WORK INSTRUCTION: The lines below starting at the line containing "body.push_str(&line);" and ending at the line containing "let dir = match" are to be repeated exactly, with both ends kept and nothing else added.

PROVIDED ENTRIES:
┌────────
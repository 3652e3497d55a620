use crate::platform::platform_font_path;
use std::fmt;
use std::path::{Path, PathBuf};
use std::sync::Arc;
use thiserror::Error;
use usvg::fontdb;

/// Choix de police demandé par l'appelant.
#[derive(Debug, Clone, Default, PartialEq, Eq)]
pub enum FontPreference {
    /// Police de la plateforme courante (voir [`platform_font_path`]).
    #[default]
    Auto,
    /// Fichier TTF/OTF explicite.
    File(PathBuf),
    /// Police bitmap intégrée, sans chargement.
    Bitmap,
}

/// Police effectivement utilisée pour le rendu.
#[derive(Clone)]
pub enum FontFace {
    /// Police vectorielle, dessinée via un calque SVG.
    Outline {
        db: Arc<fontdb::Database>,
        family: String,
    },
    /// Police bitmap 5×7 intégrée, toujours disponible.
    Bitmap,
}

impl FontFace {
    pub fn is_bitmap(&self) -> bool {
        matches!(self, FontFace::Bitmap)
    }

    pub fn family(&self) -> Option<&str> {
        match self {
            FontFace::Outline { family, .. } => Some(family),
            FontFace::Bitmap => None,
        }
    }
}

impl fmt::Debug for FontFace {
    fn fmt(&self, f: &mut fmt::Formatter<'_>) -> fmt::Result {
        match self {
            FontFace::Outline { db, family } => f
                .debug_struct("Outline")
                .field("family", family)
                .field("faces", &db.len())
                .finish(),
            FontFace::Bitmap => f.write_str("Bitmap"),
        }
    }
}

/// Échec de chargement ; toujours rattrapé par [`load_font`].
#[derive(Error, Debug)]
pub enum FontLoadError {
    #[error("reading font {}: {source}", .path.display())]
    Io {
        path: PathBuf,
        #[source]
        source: std::io::Error,
    },
    #[error("no usable face in {}", .path.display())]
    NoFace { path: PathBuf },
    #[error("no system font available")]
    NoSystemFont,
}

/// Charge la police demandée. N'échoue jamais : fichier, puis polices
/// système, puis police bitmap intégrée.
pub fn load_font(preference: &FontPreference) -> FontFace {
    match preference {
        FontPreference::Bitmap => FontFace::Bitmap,
        FontPreference::Auto => load_with_fallback(platform_font_path(std::env::consts::OS)),
        FontPreference::File(path) => load_with_fallback(path),
    }
}

fn load_with_fallback(path: &Path) -> FontFace {
    match load_font_file(path) {
        Ok(face) => return face,
        Err(err) => tracing::warn!(%err, "font file unusable, trying system fonts"),
    }
    match load_system_font() {
        Ok(face) => face,
        Err(err) => {
            tracing::warn!(%err, "falling back to built-in bitmap font");
            FontFace::Bitmap
        }
    }
}

pub fn load_font_file(path: &Path) -> Result<FontFace, FontLoadError> {
    let data = std::fs::read(path).map_err(|source| FontLoadError::Io {
        path: path.to_path_buf(),
        source,
    })?;
    let mut db = fontdb::Database::new();
    db.load_font_data(data);
    let family = first_family(&db).ok_or_else(|| FontLoadError::NoFace {
        path: path.to_path_buf(),
    })?;
    tracing::debug!(path = %path.display(), %family, "font loaded");
    Ok(FontFace::Outline {
        db: Arc::new(db),
        family,
    })
}

pub fn load_system_font() -> Result<FontFace, FontLoadError> {
    let mut db = fontdb::Database::new();
    db.load_system_fonts();
    let family = sans_serif_family(&db)
        .or_else(|| first_family(&db))
        .ok_or(FontLoadError::NoSystemFont)?;
    tracing::debug!(%family, faces = db.len(), "system font selected");
    Ok(FontFace::Outline {
        db: Arc::new(db),
        family,
    })
}

fn sans_serif_family(db: &fontdb::Database) -> Option<String> {
    let query = fontdb::Query {
        families: &[fontdb::Family::SansSerif],
        ..Default::default()
    };
    let id = db.query(&query)?;
    db.face(id)?.families.first().map(|(name, _)| name.clone())
}

fn first_family(db: &fontdb::Database) -> Option<String> {
    db.faces()
        .find_map(|face| face.families.first().map(|(name, _)| name.clone()))
}
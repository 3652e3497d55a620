use directories::{BaseDirs, UserDirs};
use image::{ImageResult, Rgb, RgbImage};
use std::path::{Path, PathBuf};

/// Fond par défaut, dans le répertoire courant.
pub const DEFAULT_BACKGROUND: &str = "background.jpg";
/// Taille du fond blanc créé quand aucun fond n'existe.
pub const DEFAULT_CANVAS: (u32, u32) = (800, 1000);

/// Police à essayer en premier, par identifiant de plateforme
/// (`std::env::consts::OS`).
const PLATFORM_FONTS: &[(&str, &str)] = &[
    ("windows", "dehinted-DarumadropOne.ttf"),
    ("macos", "dehinted-DarumadropOne.ttf"),
];
const DEFAULT_PLATFORM_FONT: &str = "/usr/share/fonts/truetype/dejavu/DejaVuSans.ttf";

/// Fichier de police associé à la plateforme `os`.
pub fn platform_font_path(os: &str) -> &'static Path {
    let path = PLATFORM_FONTS
        .iter()
        .find(|(key, _)| *key == os)
        .map(|(_, path)| *path)
        .unwrap_or(DEFAULT_PLATFORM_FONT);
    Path::new(path)
}

/// Répertoire Bureau de l'utilisateur ; à défaut `~/Desktop`, puis `.`.
pub fn desktop_dir() -> PathBuf {
    if let Some(dir) = UserDirs::new().and_then(|d| d.desktop_dir().map(Path::to_path_buf)) {
        return dir;
    }
    match BaseDirs::new() {
        Some(base) => base.home_dir().join("Desktop"),
        None => {
            tracing::warn!("no home directory found, using current directory as desktop");
            PathBuf::from(".")
        }
    }
}

/// Crée un fond blanc 800×1000 à `path` s'il n'existe pas encore.
pub fn ensure_background<P: AsRef<Path>>(path: P) -> ImageResult<PathBuf> {
    let path = path.as_ref();
    if !path.exists() {
        let (w, h) = DEFAULT_CANVAS;
        RgbImage::from_pixel(w, h, Rgb([255, 255, 255])).save(path)?;
        tracing::debug!(path = %path.display(), "default background created");
    }
    Ok(path.to_path_buf())
}
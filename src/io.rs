use crate::model::{sorted_view, BirthdayEntry, Roster, ValidationError};
use std::fs;
use std::io::Write;
use std::path::{Path, PathBuf};
use tempfile::NamedTempFile;
use thiserror::Error;

/// Nom du fichier texte par défaut (répertoire courant).
pub const EXPORT_FILE_NAME: &str = "birthdays.txt";
/// Fichier qui porte le roster entre deux lancements de la CLI.
pub const ROSTER_FILE_NAME: &str = "roster.txt";

#[derive(Error, Debug)]
pub enum ExportError {
    #[error("writing {}: {source}", .path.display())]
    Io {
        path: PathBuf,
        #[source]
        source: std::io::Error,
    },
}

#[derive(Error, Debug)]
pub enum ImportError {
    #[error("reading {}: {source}", .path.display())]
    Io {
        path: PathBuf,
        #[source]
        source: std::io::Error,
    },
    #[error("line {line}: expected `name,date`")]
    Parse { line: usize },
    #[error("line {line}: {source}")]
    Invalid {
        line: usize,
        #[source]
        source: ValidationError,
    },
    #[cfg(feature = "serde")]
    #[error(transparent)]
    Csv(#[from] csv::Error),
}

/// Lignes `<rang>. <nom>,<date>` de la vue triée.
pub fn export_lines(entries: &[BirthdayEntry]) -> Vec<String> {
    sorted_view(entries)
        .iter()
        .enumerate()
        .map(|(i, e)| format!("{}. {},{}", i + 1, e.name(), e.date()))
        .collect()
}

/// Export texte trié et numéroté (UTF-8), remplacement atomique du fichier.
pub fn export_roster_txt<P: AsRef<Path>>(path: P, entries: &[BirthdayEntry]) -> Result<(), ExportError> {
    let path = path.as_ref();
    write_lines(path, export_lines(entries))?;
    tracing::debug!(path = %path.display(), count = entries.len(), "roster exported");
    Ok(())
}

/// Lignes `<nom>,<date>` dans l'ordre d'insertion, sans rang.
pub fn roster_lines(entries: &[BirthdayEntry]) -> Vec<String> {
    entries
        .iter()
        .map(|e| format!("{},{}", e.name(), e.date()))
        .collect()
}

/// Sauvegarde à plat du roster, ordre d'insertion conservé (relu par
/// [`import_roster_txt`]). Remplacement atomique.
pub fn save_roster_txt<P: AsRef<Path>>(path: P, entries: &[BirthdayEntry]) -> Result<(), ExportError> {
    let path = path.as_ref();
    write_lines(path, roster_lines(entries))?;
    tracing::debug!(path = %path.display(), count = entries.len(), "roster saved");
    Ok(())
}

fn write_lines(path: &Path, lines: Vec<String>) -> Result<(), ExportError> {
    let mut body = String::new();
    for line in lines {
        body.push_str(&line);
        body.push('\n');
    }
    write_atomic(path, body.as_bytes()).map_err(|source| ExportError::Io {
        path: path.to_path_buf(),
        source,
    })
}

fn write_atomic(path: &Path, bytes: &[u8]) -> std::io::Result<()> {
    let dir = match path.parent() {
        Some(p) if !p.as_os_str().is_empty() => p,
        _ => Path::new("."),
    };
    let mut tmp = NamedTempFile::new_in(dir)?;
    tmp.write_all(bytes)?;
    tmp.flush()?;
    tmp.as_file().sync_all()?;
    tmp.persist(path).map_err(|e| e.error)?;
    Ok(())
}

/// Relit un fichier de roster ou d'export (`[<rang>. ]<nom>,<date>` par ligne),
/// lignes gardées dans l'ordre du fichier.
///
/// Le rang est optionnel, le nom peut contenir des virgules (coupure sur la
/// dernière), les lignes vides sont ignorées.
pub fn import_roster_txt<P: AsRef<Path>>(path: P) -> Result<Roster, ImportError> {
    let path = path.as_ref();
    let data = fs::read_to_string(path).map_err(|source| ImportError::Io {
        path: path.to_path_buf(),
        source,
    })?;
    parse_roster_txt(&data)
}

pub fn parse_roster_txt(data: &str) -> Result<Roster, ImportError> {
    let mut roster = Roster::new();
    for (idx, raw) in data.lines().enumerate() {
        let line = idx + 1;
        let raw = raw.trim();
        if raw.is_empty() {
            continue;
        }
        let (name, date) = strip_rank(raw)
            .rsplit_once(',')
            .ok_or(ImportError::Parse { line })?;
        roster
            .append(name, date)
            .map_err(|source| ImportError::Invalid { line, source })?;
    }
    Ok(roster)
}

fn strip_rank(line: &str) -> &str {
    let digits = line.bytes().take_while(u8::is_ascii_digit).count();
    if digits == 0 {
        return line;
    }
    match line[digits..].strip_prefix(". ") {
        Some(rest) => rest,
        None => line,
    }
}

/// Import CSV avec en-tête `name,date`. Tout ou rien : la première ligne
/// invalide interrompt l'import et rien n'est ajouté.
#[cfg(feature = "serde")]
pub fn import_entries_csv<P: AsRef<Path>>(path: P) -> Result<Vec<BirthdayEntry>, ImportError> {
    let mut rdr = csv::ReaderBuilder::new()
        .has_headers(true)
        .trim(csv::Trim::All)
        .from_path(path)?;
    let mut out = Vec::new();
    for (idx, rec) in rdr.records().enumerate() {
        let rec = rec?;
        // ligne 1 = en-tête
        let line = idx + 2;
        let name = rec.get(0).ok_or(ImportError::Parse { line })?;
        let date = rec.get(1).ok_or(ImportError::Parse { line })?;
        let entry = BirthdayEntry::new(name, date)
            .map_err(|source| ImportError::Invalid { line, source })?;
        out.push(entry);
    }
    Ok(out)
}

/// Export JSON (jolie mise en forme) du roster, ordre d'insertion.
#[cfg(feature = "serde")]
pub fn roster_to_json(roster: &Roster) -> serde_json::Result<String> {
    serde_json::to_string_pretty(roster)
}
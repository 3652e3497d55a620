//! Police bitmap 5×7 intégrée, utilisée quand aucune police vectorielle n'est
//! disponible. Couvre chiffres, majuscules latines et ponctuation de base ; le
//! cyrillique est translittéré, le reste devient `?`.

use super::types::{Align, TextOp};
use image::{Rgb, RgbImage};

const GLYPH_W: u32 = 5;
const GLYPH_H: u32 = 7;
/// Avance horizontale d'un glyphe (colonne d'espacement incluse).
const ADVANCE: u32 = GLYPH_W + 1;

pub(super) fn draw(canvas: &mut RgbImage, ops: &[TextOp]) {
    let width = canvas.width();
    for op in ops {
        let glyphs = normalize(&op.text);
        let scale = scale_for(op.size);
        let x0 = match op.align {
            Align::Center => width.saturating_sub(text_width(glyphs.len(), scale)) / 2,
            Align::Left(x) => x,
        };
        for (i, ch) in glyphs.iter().enumerate() {
            let Some(rows) = glyph(*ch) else { continue };
            let gx = x0 + i as u32 * ADVANCE * scale;
            for (row, bits) in (0u32..).zip(rows) {
                for col in 0..GLYPH_W {
                    if bits & (1 << (GLYPH_W - 1 - col)) != 0 {
                        fill_block(canvas, gx + col * scale, op.top + row * scale, scale);
                    }
                }
            }
        }
    }
}

/// Facteur d'agrandissement pour une taille de police donnée.
fn scale_for(size: f32) -> u32 {
    ((size / (GLYPH_H + 1) as f32) as u32).max(1)
}

fn text_width(glyph_count: usize, scale: u32) -> u32 {
    match glyph_count as u32 {
        0 => 0,
        n => (n * ADVANCE - 1) * scale,
    }
}

fn fill_block(canvas: &mut RgbImage, x: u32, y: u32, scale: u32) {
    for dy in 0..scale {
        for dx in 0..scale {
            if let Some(px) = canvas.get_pixel_mut_checked(x + dx, y + dy) {
                *px = Rgb([0, 0, 0]);
            }
        }
    }
}

fn normalize(text: &str) -> Vec<char> {
    let mut out = Vec::with_capacity(text.len());
    for ch in text.chars() {
        if let Some(latin) = transliterate(ch) {
            out.extend(latin.chars());
            continue;
        }
        let ch = match ch {
            '—' | '–' => '-',
            c => c.to_ascii_uppercase(),
        };
        out.push(if glyph(ch).is_some() { ch } else { '?' });
    }
    out
}

fn transliterate(ch: char) -> Option<&'static str> {
    let lower = ch.to_lowercase().next()?;
    let latin = match lower {
        'а' => "A",
        'б' => "B",
        'в' => "V",
        'г' => "G",
        'д' => "D",
        'е' | 'ё' | 'э' => "E",
        'ж' => "ZH",
        'з' => "Z",
        'и' => "I",
        'й' | 'ы' => "Y",
        'к' => "K",
        'л' => "L",
        'м' => "M",
        'н' => "N",
        'о' => "O",
        'п' => "P",
        'р' => "R",
        'с' => "S",
        'т' => "T",
        'у' => "U",
        'ф' => "F",
        'х' => "KH",
        'ц' => "TS",
        'ч' => "CH",
        'ш' => "SH",
        'щ' => "SHCH",
        'ъ' | 'ь' => "",
        'ю' => "YU",
        'я' => "YA",
        _ => return None,
    };
    Some(latin)
}

/// Lignes du glyphe, bit 4 = colonne de gauche.
fn glyph(ch: char) -> Option<[u8; 7]> {
    let rows = match ch {
        ' ' => [0x00, 0x00, 0x00, 0x00, 0x00, 0x00, 0x00],
        'A' => [0x0E, 0x11, 0x11, 0x1F, 0x11, 0x11, 0x11],
        'B' => [0x1E, 0x11, 0x11, 0x1E, 0x11, 0x11, 0x1E],
        'C' => [0x0E, 0x11, 0x10, 0x10, 0x10, 0x11, 0x0E],
        'D' => [0x1E, 0x11, 0x11, 0x11, 0x11, 0x11, 0x1E],
        'E' => [0x1F, 0x10, 0x10, 0x1E, 0x10, 0x10, 0x1F],
        'F' => [0x1F, 0x10, 0x10, 0x1E, 0x10, 0x10, 0x10],
        'G' => [0x0E, 0x11, 0x10, 0x17, 0x11, 0x11, 0x0F],
        'H' => [0x11, 0x11, 0x11, 0x1F, 0x11, 0x11, 0x11],
        'I' => [0x0E, 0x04, 0x04, 0x04, 0x04, 0x04, 0x0E],
        'J' => [0x07, 0x02, 0x02, 0x02, 0x02, 0x12, 0x0C],
        'K' => [0x11, 0x12, 0x14, 0x18, 0x14, 0x12, 0x11],
        'L' => [0x10, 0x10, 0x10, 0x10, 0x10, 0x10, 0x1F],
        'M' => [0x11, 0x1B, 0x15, 0x15, 0x11, 0x11, 0x11],
        'N' => [0x11, 0x11, 0x19, 0x15, 0x13, 0x11, 0x11],
        'O' => [0x0E, 0x11, 0x11, 0x11, 0x11, 0x11, 0x0E],
        'P' => [0x1E, 0x11, 0x11, 0x1E, 0x10, 0x10, 0x10],
        'Q' => [0x0E, 0x11, 0x11, 0x11, 0x15, 0x12, 0x0D],
        'R' => [0x1E, 0x11, 0x11, 0x1E, 0x14, 0x12, 0x11],
        'S' => [0x0F, 0x10, 0x10, 0x0E, 0x01, 0x01, 0x1E],
        'T' => [0x1F, 0x04, 0x04, 0x04, 0x04, 0x04, 0x04],
        'U' => [0x11, 0x11, 0x11, 0x11, 0x11, 0x11, 0x0E],
        'V' => [0x11, 0x11, 0x11, 0x11, 0x11, 0x0A, 0x04],
        'W' => [0x11, 0x11, 0x11, 0x15, 0x15, 0x15, 0x0A],
        'X' => [0x11, 0x11, 0x0A, 0x04, 0x0A, 0x11, 0x11],
        'Y' => [0x11, 0x11, 0x0A, 0x04, 0x04, 0x04, 0x04],
        'Z' => [0x1F, 0x01, 0x02, 0x04, 0x08, 0x10, 0x1F],
        '0' => [0x0E, 0x11, 0x13, 0x15, 0x19, 0x11, 0x0E],
        '1' => [0x04, 0x0C, 0x04, 0x04, 0x04, 0x04, 0x0E],
        '2' => [0x0E, 0x11, 0x01, 0x02, 0x04, 0x08, 0x1F],
        '3' => [0x1F, 0x02, 0x04, 0x02, 0x01, 0x11, 0x0E],
        '4' => [0x02, 0x06, 0x0A, 0x12, 0x1F, 0x02, 0x02],
        '5' => [0x1F, 0x10, 0x1E, 0x01, 0x01, 0x11, 0x0E],
        '6' => [0x06, 0x08, 0x10, 0x1E, 0x11, 0x11, 0x0E],
        '7' => [0x1F, 0x01, 0x02, 0x04, 0x08, 0x08, 0x08],
        '8' => [0x0E, 0x11, 0x11, 0x0E, 0x11, 0x11, 0x0E],
        '9' => [0x0E, 0x11, 0x11, 0x0F, 0x01, 0x02, 0x0C],
        '.' => [0x00, 0x00, 0x00, 0x00, 0x00, 0x0C, 0x0C],
        ',' => [0x00, 0x00, 0x00, 0x00, 0x0C, 0x04, 0x08],
        '-' => [0x00, 0x00, 0x00, 0x1F, 0x00, 0x00, 0x00],
        '\'' => [0x04, 0x04, 0x08, 0x00, 0x00, 0x00, 0x00],
        '?' => [0x0E, 0x11, 0x01, 0x02, 0x04, 0x00, 0x04],
        _ => return None,
    };
    Some(rows)
}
└────────
ANSWER FOR THIS EXERCISE:
        body.push_str(&line);
        body.push('\n');
    }
    write_atomic(path, body.as_bytes()).map_err(|source| ExportError::Io {
        path: path.to_path_buf(),
        source,
    })
}

fn write_atomic(path: &Path, bytes: &[u8]) -> std::io::Result<()> {
    let dir = match path.parent() {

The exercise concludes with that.